* _EXERCISE GOAL_
Search the entries below for "match", and copy each line where it appears.

* _Saved entries_
+--
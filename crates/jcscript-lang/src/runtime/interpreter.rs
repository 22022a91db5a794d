//! Command executor. Owns every piece of run state and applies one `Command`
//! at a time; the `Runtime` decides when and how often.

use std::rc::Rc;
use std::time::Duration;

use rand::rngs::StdRng;
use rand::{Rng, SeedableRng};

use crate::error::{ErrorCode, RuntimeError};
use crate::host::{
    Asset, AssetKind, AssetLibrary, AssetProvider, Diagnostic, DiagnosticSink, Diagnostics,
    DrawList, DrawingSurface, Level,
};
use crate::runtime::RuntimeConfig;
use crate::runtime::color::Color;
use crate::runtime::entity::{Entity, PropertyError};
use crate::runtime::eval::Evaluator;
use crate::runtime::input::InputState;
use crate::runtime::scheduler::{ClickRegistry, TimerRegistry};
use crate::runtime::store::{EntityStore, VariableStore};
use crate::syntax::ast::{Command, Expr, ExprSource, LetValue, Point, PropertyAssign, PropertyValue, RandomRange};

// ─── Interpreter ─────────────────────────────────────────────────────────────

pub struct Interpreter {
    pub(crate) config: RuntimeConfig,
    pub(crate) entities: EntityStore,
    pub(crate) variables: VariableStore,
    pub(crate) timers: TimerRegistry,
    pub(crate) clicks: ClickRegistry,
    pub(crate) input: InputState,
    pub(crate) diagnostics: Diagnostics,
    pub(crate) active_color: Color,
    pub(crate) background: Option<Color>,
    /// Primitives drawn during setup, repainted every frame.
    backdrop: DrawList,
    /// Primitives drawn after setup, painted by the next `draw` only.
    overlay: DrawList,
    /// Overlay of the previous clock step. Anything older is dropped undrawn,
    /// so a host that skips `draw` never accumulates primitives.
    carried: DrawList,
    sounds: Vec<Asset>,
    assets: Rc<dyn AssetProvider>,
    rng: StdRng,
    in_setup: bool,
}

impl Interpreter {
    pub fn new(config: RuntimeConfig) -> Self {
        let rng = make_rng(config.seed);
        let active_color = Color::resolve(&config.default_color);
        Self {
            config,
            entities: EntityStore::default(),
            variables: VariableStore::default(),
            timers: TimerRegistry::default(),
            clicks: ClickRegistry::default(),
            input: InputState::default(),
            diagnostics: Diagnostics::default(),
            active_color,
            background: None,
            backdrop: DrawList::new(),
            overlay: DrawList::new(),
            carried: DrawList::new(),
            sounds: Vec::new(),
            assets: Rc::new(AssetLibrary::new()),
            rng,
            in_setup: false,
        }
    }

    pub fn set_assets(&mut self, assets: Rc<dyn AssetProvider>) {
        self.assets = assets;
    }

    /// Discard all run state. Diagnostics are kept until the host drains them.
    pub fn reset(&mut self) {
        self.entities.clear();
        self.variables.clear();
        self.timers.clear();
        self.clicks.clear();
        self.input.clear();
        self.backdrop.clear();
        self.overlay.clear();
        self.carried.clear();
        self.sounds.clear();
        self.background = None;
        self.active_color = Color::resolve(&self.config.default_color);
        self.rng = make_rng(self.config.seed);
    }

    pub fn begin_setup(&mut self) { self.in_setup = true; }
    pub fn end_setup(&mut self) { self.in_setup = false; }

    pub fn take_sounds(&mut self) -> Vec<Asset> {
        std::mem::take(&mut self.sounds)
    }

    /// Run one command, reporting a failure instead of returning it.
    pub fn run(&mut self, command: &Command, line: usize) {
        if let Err(err) = self.exec(command, line) {
            self.diagnostics.report(err.into());
        }
    }

    // ─── Drawing ─────────────────────────────────────────────────────────────

    pub fn draw(&mut self, surface: &mut dyn DrawingSurface) {
        if let Some(bg) = &self.background {
            surface.fill_background(bg);
        }
        self.backdrop.replay(surface);
        self.carried.replay(surface);
        self.overlay.replay(surface);
        self.carried.clear();
        self.overlay.clear();
        for (_, entity) in self.entities.iter() {
            entity.draw(surface);
        }
    }

    /// Start a new clock step: the current overlay becomes the carried one
    /// and whatever was carried before is discarded.
    pub fn age_overlay(&mut self) {
        self.carried = std::mem::take(&mut self.overlay);
    }

    fn primitives(&mut self) -> &mut DrawList {
        if self.in_setup { &mut self.backdrop } else { &mut self.overlay }
    }

    // ─── Commands ────────────────────────────────────────────────────────────

    /// Execute one command. `Ok(Some(n))` when the command produces a value
    /// (`random from A to B`).
    pub fn exec(&mut self, command: &Command, line: usize) -> Result<Option<f64>, RuntimeError> {
        log::trace!(target: "jcscript", "line {line}: {}", command.tag());

        match command {
            Command::Say(text) => {
                self.diagnostics.report(Diagnostic {
                    level: Level::Info,
                    message: text.clone(),
                    line: Some(line),
                    code: None,
                });
            }

            Command::SetColor(token) => self.active_color = Color::resolve(token),

            Command::Background(token) => self.background = Some(Color::resolve(token)),

            Command::DrawCircle { center, radius } => {
                let (cx, cy) = self.eval_point(center, line);
                let radius = self.eval(radius, line);
                let color = self.active_color.clone();
                self.primitives().fill_circle(cx, cy, radius, &color);
            }

            Command::DrawLine { from, to, width } => {
                let (x1, y1) = self.eval_point(from, line);
                let (x2, y2) = self.eval_point(to, line);
                let width = self.eval(width, line);
                let color = self.active_color.clone();
                self.primitives().stroke_line(x1, y1, x2, y2, width, &color);
            }

            Command::PlaySound(path) => {
                let asset = self.lookup_asset(path, "sound", AssetKind::Audio, line)?;
                log::debug!(target: "jcscript", "queue sound `{}`", asset.name);
                self.sounds.push(asset);
            }

            Command::Let { name, value } => self.exec_let(name, value, line)?,

            Command::Assign { name, value } => {
                if !self.variables.contains(name) {
                    return Err(RuntimeError::unknown_variable(line, name));
                }
                let n = self.eval_source(value, line);
                self.variables.update(name, n);
            }

            Command::SetProperty(assign) => self.exec_property(assign, line)?,

            Command::Add { name, amount } => {
                let current = self.variables.get(name)
                    .ok_or_else(|| RuntimeError::unknown_variable(line, name))?;
                self.variables.update(name, current + amount);
            }

            Command::Random(range) => return Ok(Some(self.roll(*range))),

            Command::Rotate { entity, degrees } => {
                let target = self.entities.get_mut(entity)
                    .ok_or_else(|| RuntimeError::unknown_entity(line, entity))?;
                if target.rotate(*degrees).is_err() {
                    return Err(RuntimeError::new(
                        ErrorCode::T001,
                        line,
                        format!("Cannot rotate {} \"{entity}\": only boxes rotate", target.kind_name()),
                    ));
                }
            }

            Command::OnClick(action) => {
                self.clicks.register(line, (**action).clone());
                log::debug!(target: "jcscript", "line {line}: click listener registered");
            }

            Command::Every { seconds, action } => {
                let period = Duration::try_from_secs_f64(*seconds)
                    .ok()
                    .filter(|p| !p.is_zero())
                    .ok_or_else(|| RuntimeError::new(
                        ErrorCode::T003,
                        line,
                        format!("Timer period must be a positive number of seconds, got {seconds}"),
                    ))?
                    .max(self.config.min_timer_period);
                let id = self.timers.register(period, line, (**action).clone());
                log::debug!(target: "jcscript", "line {line}: timer {id} every {period:?}");
            }

            Command::KeyGuard { key, action } => {
                if self.input.is_down(key) {
                    return self.exec(action, line);
                }
            }
        }

        Ok(None)
    }

    fn exec_let(&mut self, name: &str, value: &LetValue, line: usize) -> Result<(), RuntimeError> {
        match value {
            LetValue::Spawn { x, y, w, h } => {
                let (x, y) = (self.eval(x, line), self.eval(y, line));
                let (w, h) = (self.eval(w, line), self.eval(h, line));
                let entity = Entity::spawn(x, y, w, h, self.active_color.clone());
                self.declare(name, entity);
            }
            LetValue::Image { path, at, w, h } => {
                let asset = self.lookup_asset(path, "image", AssetKind::Image, line)?;
                let (x, y) = self.eval_point(at, line);
                let (w, h) = (self.eval(w, line), self.eval(h, line));
                self.declare(name, Entity::Image { x, y, w, h, asset });
            }
            LetValue::Text { text, at, size, color, font } => {
                let (x, y) = self.eval_point(at, line);
                let size = self.eval(size, line);
                self.declare(name, Entity::Text {
                    x,
                    y,
                    text: text.clone(),
                    size,
                    color: Color::resolve(color),
                    font: font.clone(),
                });
            }
            LetValue::Random(range) => {
                let n = self.roll(*range);
                self.variables.set(name, n);
            }
            LetValue::Number(expr) => {
                let n = self.eval(expr, line);
                self.variables.set(name, n);
            }
        }
        Ok(())
    }

    fn exec_property(&mut self, assign: &PropertyAssign, line: usize) -> Result<(), RuntimeError> {
        let PropertyAssign { entity, property, value } = assign;
        if !self.entities.contains(entity) {
            return Err(RuntimeError::unknown_entity(line, entity));
        }

        let (result, shown) = match value {
            PropertyValue::Number(src) => {
                let n = self.eval_source(src, line);
                (self.entity_mut(entity, line)?.set_number(property, n), src.text.as_str())
            }
            PropertyValue::Color(token) => {
                (self.entity_mut(entity, line)?.set_color(Color::resolve(token)), token.as_str())
            }
            PropertyValue::Text(text) => {
                (self.entity_mut(entity, line)?.set_text(text.clone()), text.as_str())
            }
            PropertyValue::Unknown(_) => (Err(PropertyError::Unknown), ""),
        };

        match result {
            Ok(()) => Ok(()),
            Err(PropertyError::Unsupported) => Err(RuntimeError::new(
                ErrorCode::T001,
                line,
                format!("Invalid value for {entity}.{property}: {shown}"),
            )),
            Err(PropertyError::Unknown) => Err(RuntimeError::new(
                ErrorCode::T002,
                line,
                format!("Unknown property \"{property}\" for entity \"{entity}\""),
            )),
        }
    }

    // ─── Helpers ─────────────────────────────────────────────────────────────

    fn declare(&mut self, name: &str, entity: Entity) {
        if self.entities.insert(name, entity) {
            log::debug!(target: "jcscript", "entity `{name}` redeclared");
        }
    }

    fn entity_mut(&mut self, name: &str, line: usize) -> Result<&mut Entity, RuntimeError> {
        self.entities.get_mut(name).ok_or_else(|| RuntimeError::unknown_entity(line, name))
    }

    fn eval(&mut self, expr: &Expr, line: usize) -> f64 {
        Evaluator::new(&self.entities, &self.variables).eval(expr, line, &mut self.diagnostics)
    }

    fn eval_source(&mut self, src: &ExprSource, line: usize) -> f64 {
        Evaluator::new(&self.entities, &self.variables).eval_source(src, line, &mut self.diagnostics)
    }

    fn eval_point(&mut self, point: &Point, line: usize) -> (f64, f64) {
        (self.eval(&point.x, line), self.eval(&point.y, line))
    }

    /// Inclusive integer range; reversed bounds are swapped.
    fn roll(&mut self, range: RandomRange) -> f64 {
        let (lo, hi) = if range.min <= range.max { (range.min, range.max) } else { (range.max, range.min) };
        self.rng.gen_range(lo..=hi) as f64
    }

    /// Resolve `"<base>.<suffix>"` (an optional leading `assets/` is ignored)
    /// to a registered asset of the expected kind.
    fn lookup_asset(&self, path: &str, suffix: &str, kind: AssetKind, line: usize) -> Result<Asset, RuntimeError> {
        let ext = format!(".{suffix}");
        let stripped = path.strip_suffix(ext.as_str());
        let base = stripped.unwrap_or(path);
        let base = base.strip_prefix("assets/").unwrap_or(base);
        let noun = if kind == AssetKind::Image { "Image" } else { "Sound" };

        if stripped.is_none() {
            return Err(RuntimeError::new(
                ErrorCode::R003,
                line,
                format!("{noun} path must end with {ext} extension. Use \"{base}{ext}\" instead of \"{path}\""),
            ));
        }

        match self.assets.find(base) {
            Some(asset) if asset.kind() == kind => Ok(asset),
            _ => Err(RuntimeError::new(
                ErrorCode::R004,
                line,
                format!("{noun} \"{base}{ext}\" not found in asset panel. Upload it first."),
            )),
        }
    }
}

fn make_rng(seed: Option<u64>) -> StdRng {
    match seed {
        Some(seed) => StdRng::seed_from_u64(seed),
        None => StdRng::from_entropy(),
    }
}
+--
* _SOLVED EXERCISE_
        match command {
        match value {
        let (result, shown) = match value {
        match result {
        match self.assets.find(base) {
    match seed {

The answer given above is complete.